The BTD has been granted for Lu-PSMA-617 as a potential treatment for metastatic castration-resistant prostate cancer (mCRPC).

It was granted based on data from the Phase III VISION study, evaluating Lu-PSMA-617 plus standard of care (SoC), versus SoC alone, in patients with progressive PSMA-positive mCRPC.

In this study, Lu-PSMA-617 demonstrated a significant improvement in overall survival (OS) and radiographic progression-free survival (PFS) for men with progressive PSMA-positive mCRPC.

In the Lu-PSMA-617 arm, there was an estimated 38% reduction in the risk of death compared to the best SoC only arm.

Patients receiving Lu-PSMA-617 also demonstrated a statistically significant 60% risk reduction for radiographic PFS or death compared to best SoC only arm.

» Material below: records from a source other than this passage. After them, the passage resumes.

//! Typed option binding.
//!
//! Projects a configuration section into any `T: DeserializeOwned + Default`
//! through a serde `Deserializer` over the section tree:
//! - struct fields match keys case-insensitively
//! - leaf strings are parsed into the requested scalar type on demand
//! - sequences bind from index keys (`Args:0`, `Args:1`, ...)
//!
//! Binding never fails. Missing keys keep the field default, unknown keys are
//! ignored, and a value that cannot be parsed is dropped so its field keeps
//! the default. [`bind_with_diagnostics`] reports both cases.

use std::cell::RefCell;
use std::collections::{btree_map, BTreeMap};
use std::fmt;

use serde::de::{self, DeserializeOwned, DeserializeSeed, IntoDeserializer, Visitor};

use crate::config::merged::{join_path, MergedConfiguration, KEY_DELIMITER};

/// A value that was present but could not be bound to its field.
#[derive(Debug, Clone, PartialEq, Eq)]
pub struct RejectedValue {
    pub key: String,
    pub reason: String,
}

/// What the binder ignored while projecting a section.
#[derive(Debug, Clone, Default, PartialEq, Eq)]
pub struct BindDiagnostics {
    /// Full key paths that matched no field.
    pub unmatched_keys: Vec<String>,
    /// Values dropped because they could not be parsed.
    pub rejected_values: Vec<RejectedValue>,
}

impl BindDiagnostics {
    pub fn is_clean(&self) -> bool {
        self.unmatched_keys.is_empty() && self.rejected_values.is_empty()
    }
}

/// Bind the section at `path` into `T`.
pub fn bind<T>(config: &MergedConfiguration, path: &str) -> T
where
    T: DeserializeOwned + Default,
{
    bind_with_diagnostics(config, path).0
}

/// Bind the section at `path` into `T` and report what was ignored.
pub fn bind_with_diagnostics<T>(config: &MergedConfiguration, path: &str) -> (T, BindDiagnostics)
where
    T: DeserializeOwned + Default,
{
    let section = config.section(path);
    let mut root = Node::default();
    if let Some(value) = section.value() {
        root.value = Some(value.to_string());
    }
    for (relative, value) in section.entries() {
        root.insert(relative, value);
    }

    let mut diagnostics = BindDiagnostics::default();
    loop {
        let unmatched = RefCell::new(Vec::new());
        let deserializer = NodeDeserializer {
            node: &root,
            path: String::new(),
            unmatched: &unmatched,
        };

        match T::deserialize(deserializer) {
            Ok(value) => {
                diagnostics.unmatched_keys = unmatched
                    .into_inner()
                    .into_iter()
                    .map(|key| join_path(section.path(), &key))
                    .collect();
                return (value, diagnostics);
            }
            Err(BindError {
                key: Some(key),
                message,
            }) if root.remove(&key) => {
                diagnostics.rejected_values.push(RejectedValue {
                    key: join_path(section.path(), &key),
                    reason: message,
                });
            }
            Err(err) => {
                diagnostics.rejected_values.push(RejectedValue {
                    key: section.path().to_string(),
                    reason: err.message,
                });
                return (T::default(), diagnostics);
            }
        }
    }
}

/// Section tree; children are keyed by lowercased segment.
#[derive(Debug, Default)]
struct Node {
    name: String,
    value: Option<String>,
    children: BTreeMap<String, Node>,
}

impl Node {
    fn insert(&mut self, relative: &str, value: &str) {
        let mut node = self;
        for segment in relative.split(KEY_DELIMITER) {
            node = node
                .children
                .entry(segment.to_ascii_lowercase())
                .or_insert_with(|| Node {
                    name: segment.to_string(),
                    ..Node::default()
                });
        }
        node.value = Some(value.to_string());
    }

    fn remove(&mut self, relative: &str) -> bool {
        let segments: Vec<String> = relative
            .split(KEY_DELIMITER)
            .map(str::to_ascii_lowercase)
            .collect();
        let Some((last, parents)) = segments.split_last() else {
            return false;
        };
        let mut node = self;
        for segment in parents {
            match node.children.get_mut(segment) {
                Some(child) => node = child,
                None => return false,
            }
        }
        node.children.remove(last).is_some()
    }

    /// Children with numeric names, in index order.
    fn indexed_children(&self) -> Vec<&Node> {
        let mut indexed: Vec<(usize, &Node)> = self
            .children
            .iter()
            .filter_map(|(key, child)| key.parse::<usize>().ok().map(|index| (index, child)))
            .collect();
        indexed.sort_by_key(|(index, _)| *index);
        indexed.into_iter().map(|(_, child)| child).collect()
    }
}

#[derive(Debug)]
struct BindError {
    /// Relative path of the offending key, attached while unwinding.
    key: Option<String>,
    message: String,
}

impl BindError {
    fn at(mut self, path: &str) -> Self {
        if self.key.is_none() && !path.is_empty() {
            self.key = Some(path.to_string());
        }
        self
    }
}

impl fmt::Display for BindError {
    fn fmt(&self, f: &mut fmt::Formatter<'_>) -> fmt::Result {
        match &self.key {
            Some(key) => write!(f, "{key}: {}", self.message),
            None => f.write_str(&self.message),
        }
    }
}

impl std::error::Error for BindError {}

impl de::Error for BindError {
    fn custom<T: fmt::Display>(msg: T) -> Self {
        Self {
            key: None,
            message: msg.to_string(),
        }
    }
}

struct NodeDeserializer<'a> {
    node: &'a Node,
    path: String,
    unmatched: &'a RefCell<Vec<String>>,
}

impl<'a> NodeDeserializer<'a> {
    fn child(&self, name: &str, node: &'a Node) -> Self {
        Self {
            node,
            path: join_path(&self.path, name),
            unmatched: self.unmatched,
        }
    }

    fn leaf(&self) -> Result<&'a str, BindError> {
        self.node
            .value
            .as_deref()
            .ok_or_else(|| de::Error::custom("expected a value, found a section"))
    }

    fn parse<T>(&self) -> Result<T, BindError>
    where
        T: std::str::FromStr,
        T::Err: fmt::Display,
    {
        let raw = self.leaf()?;
        raw.trim()
            .parse()
            .map_err(|e| de::Error::custom(format!("invalid value `{raw}`: {e}")))
    }

    fn map_access(self, fields: Option<&'static [&'static str]>) -> NodeMapAccess<'a> {
        NodeMapAccess {
            entries: self.node.children.values(),
            fields,
            path: self.path,
            pending: None,
            unmatched: self.unmatched,
        }
    }
}

macro_rules! deserialize_parsed {
    ($($method:ident => $visit:ident: $ty:ty),* $(,)?) => {
        $(
            fn $method<V: Visitor<'de>>(self, visitor: V) -> Result<V::Value, Self::Error> {
                let value: $ty = self.parse()?;
                visitor.$visit(value)
            }
        )*
    };
}

impl<'de, 'a> de::Deserializer<'de> for NodeDeserializer<'a> {
    type Error = BindError;

    fn deserialize_any<V: Visitor<'de>>(self, visitor: V) -> Result<V::Value, Self::Error> {
        if !self.node.children.is_empty() {
            visitor.visit_map(self.map_access(None))
        } else if let Some(value) = &self.node.value {
            visitor.visit_str(value)
        } else {
            visitor.visit_unit()
        }
    }

    fn deserialize_bool<V: Visitor<'de>>(self, visitor: V) -> Result<V::Value, Self::Error> {
        let raw = self.leaf()?.trim();
        if raw.eq_ignore_ascii_case("true") {
            visitor.visit_bool(true)
        } else if raw.eq_ignore_ascii_case("false") {
            visitor.visit_bool(false)
        } else {
            Err(de::Error::custom(format!("invalid boolean `{raw}`")))
        }
    }

    deserialize_parsed! {
        deserialize_i8 => visit_i8: i8,
        deserialize_i16 => visit_i16: i16,
        deserialize_i32 => visit_i32: i32,
        deserialize_i64 => visit_i64: i64,
        deserialize_u8 => visit_u8: u8,
        deserialize_u16 => visit_u16: u16,
        deserialize_u32 => visit_u32: u32,
        deserialize_u64 => visit_u64: u64,
        deserialize_f32 => visit_f32: f32,
        deserialize_f64 => visit_f64: f64,
        deserialize_char => visit_char: char,
    }

    fn deserialize_str<V: Visitor<'de>>(self, visitor: V) -> Result<V::Value, Self::Error> {
        visitor.visit_str(self.leaf()?)
    }

    fn deserialize_string<V: Visitor<'de>>(self, visitor: V) -> Result<V::Value, Self::Error> {
        self.deserialize_str(visitor)
    }

    fn deserialize_bytes<V: Visitor<'de>>(self, visitor: V) -> Result<V::Value, Self::Error> {
        visitor.visit_bytes(self.leaf()?.as_bytes())
    }

    fn deserialize_byte_buf<V: Visitor<'de>>(self, visitor: V) -> Result<V::Value, Self::Error> {
        self.deserialize_bytes(visitor)
    }

    fn deserialize_option<V: Visitor<'de>>(self, visitor: V) -> Result<V::Value, Self::Error> {
        let empty_leaf = self.node.children.is_empty()
            && self.node.value.as_deref().map_or(true, str::is_empty);
        if empty_leaf {
            visitor.visit_none()
        } else {
            visitor.visit_some(self)
        }
    }

    fn deserialize_unit<V: Visitor<'de>>(self, visitor: V) -> Result<V::Value, Self::Error> {
        visitor.visit_unit()
    }

    fn deserialize_unit_struct<V: Visitor<'de>>(
        self,
        _name: &'static str,
        visitor: V,
    ) -> Result<V::Value, Self::Error> {
        visitor.visit_unit()
    }

    fn deserialize_newtype_struct<V: Visitor<'de>>(
        self,
        _name: &'static str,
        visitor: V,
    ) -> Result<V::Value, Self::Error> {
        visitor.visit_newtype_struct(self)
    }

    fn deserialize_seq<V: Visitor<'de>>(self, visitor: V) -> Result<V::Value, Self::Error> {
        if self.node.children.is_empty() && self.node.value.is_some() {
            return Err(de::Error::custom("expected indexed entries, found a value"));
        }
        let elements: Vec<NodeDeserializer<'a>> = self
            .node
            .indexed_children()
            .into_iter()
            .map(|child| self.child(&child.name, child))
            .collect();
        for (key, child) in &self.node.children {
            if key.parse::<usize>().is_err() {
                self.unmatched
                    .borrow_mut()
                    .push(join_path(&self.path, &child.name));
            }
        }
        visitor.visit_seq(NodeSeqAccess {
            elements: elements.into_iter(),
        })
    }

    fn deserialize_tuple<V: Visitor<'de>>(
        self,
        _len: usize,
        visitor: V,
    ) -> Result<V::Value, Self::Error> {
        self.deserialize_seq(visitor)
    }

    fn deserialize_tuple_struct<V: Visitor<'de>>(
        self,
        _name: &'static str,
        _len: usize,
        visitor: V,
    ) -> Result<V::Value, Self::Error> {
        self.deserialize_seq(visitor)
    }

    fn deserialize_map<V: Visitor<'de>>(self, visitor: V) -> Result<V::Value, Self::Error> {
        visitor.visit_map(self.map_access(None))
    }

    fn deserialize_struct<V: Visitor<'de>>(
        self,
        _name: &'static str,
        fields: &'static [&'static str],
        visitor: V,
    ) -> Result<V::Value, Self::Error> {
        visitor.visit_map(self.map_access(Some(fields)))
    }

    fn deserialize_enum<V: Visitor<'de>>(
        self,
        _name: &'static str,
        variants: &'static [&'static str],
        visitor: V,
    ) -> Result<V::Value, Self::Error> {
        let raw = self.leaf()?.trim();
        let variant = variants
            .iter()
            .copied()
            .find(|variant| variant.eq_ignore_ascii_case(raw))
            .unwrap_or(raw);
        visitor.visit_enum(IntoDeserializer::<BindError>::into_deserializer(variant))
    }

    fn deserialize_identifier<V: Visitor<'de>>(self, visitor: V) -> Result<V::Value, Self::Error> {
        self.deserialize_str(visitor)
    }

    fn deserialize_ignored_any<V: Visitor<'de>>(self, visitor: V) -> Result<V::Value, Self::Error> {
        visitor.visit_unit()
    }
}

struct NodeMapAccess<'a> {
    entries: btree_map::Values<'a, String, Node>,
    /// Struct field names; `None` for free-form maps.
    fields: Option<&'static [&'static str]>,
    path: String,
    pending: Option<&'a Node>,
    unmatched: &'a RefCell<Vec<String>>,
}

impl<'de, 'a> de::MapAccess<'de> for NodeMapAccess<'a> {
    type Error = BindError;

    fn next_key_seed<K: DeserializeSeed<'de>>(
        &mut self,
        seed: K,
    ) -> Result<Option<K::Value>, Self::Error> {
        for child in self.entries.by_ref() {
            let key: &str = match self.fields {
                Some(fields) => match fields
                    .iter()
                    .copied()
                    .find(|field| field.eq_ignore_ascii_case(&child.name))
                {
                    Some(field) => field,
                    None => {
                        self.unmatched
                            .borrow_mut()
                            .push(join_path(&self.path, &child.name));
                        continue;
                    }
                },
                None => child.name.as_str(),
            };
            self.pending = Some(child);
            return seed
                .deserialize(IntoDeserializer::<BindError>::into_deserializer(key))
                .map(Some);
        }
        Ok(None)
    }

    fn next_value_seed<V: DeserializeSeed<'de>>(
        &mut self,
        seed: V,
    ) -> Result<V::Value, Self::Error> {
        let child = self
            .pending
            .take()
            .ok_or_else(|| <BindError as de::Error>::custom("value requested before key"))?;
        let path = join_path(&self.path, &child.name);
        let deserializer = NodeDeserializer {
            node: child,
            path: path.clone(),
            unmatched: self.unmatched,
        };
        seed.deserialize(deserializer).map_err(|e| e.at(&path))
    }
}

struct NodeSeqAccess<'a> {
    elements: std::vec::IntoIter<NodeDeserializer<'a>>,
}

impl<'de, 'a> de::SeqAccess<'de> for NodeSeqAccess<'a> {
    type Error = BindError;

    fn next_element_seed<T: DeserializeSeed<'de>>(
        &mut self,
        seed: T,
    ) -> Result<Option<T::Value>, Self::Error> {
        match self.elements.next() {
            Some(element) => {
                let path = element.path.clone();
                seed.deserialize(element).map(Some).map_err(|e| e.at(&path))
            }
            None => Ok(None),
        }
    }

    fn size_hint(&self) -> Option<usize> {
        Some(self.elements.len())
    }
}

However, there was a higher rate of drug-related treatment emergent adverse events reported in the Lu-PSMA-617 treatment arm – 85.3% –  compared to SoC alone – 28.8%.

“Men with metastatic prostate cancer have an approximately 3 in 10 chance of surviving 5 years. These data from the first Phase III study of a radioligand therapy in this advanced prostate cancer setting confirm the potential of 177Lu-PSMA-617 targeted therapy to improve clinical outcomes,” said John Tsai, head of global drug development and chief medical officer for Novartis.

Novartis also has two additional studies with Lu-PSMA-617 in earlier lines of treatment for metastatic prostate cancer ongoing.

One of these studies is investigating the potential clinical utility of the radioligand therapy in the mCRPC pre-taxane treatment setting, while the second study is evaluating Lu-PSMA-617 in the metastatic hormone-sensitive setting.

A BTD is granted to medicines that are being evaluated for serious conditions, where early clinical evidence indicates the potential for substantial improvement over available therapy.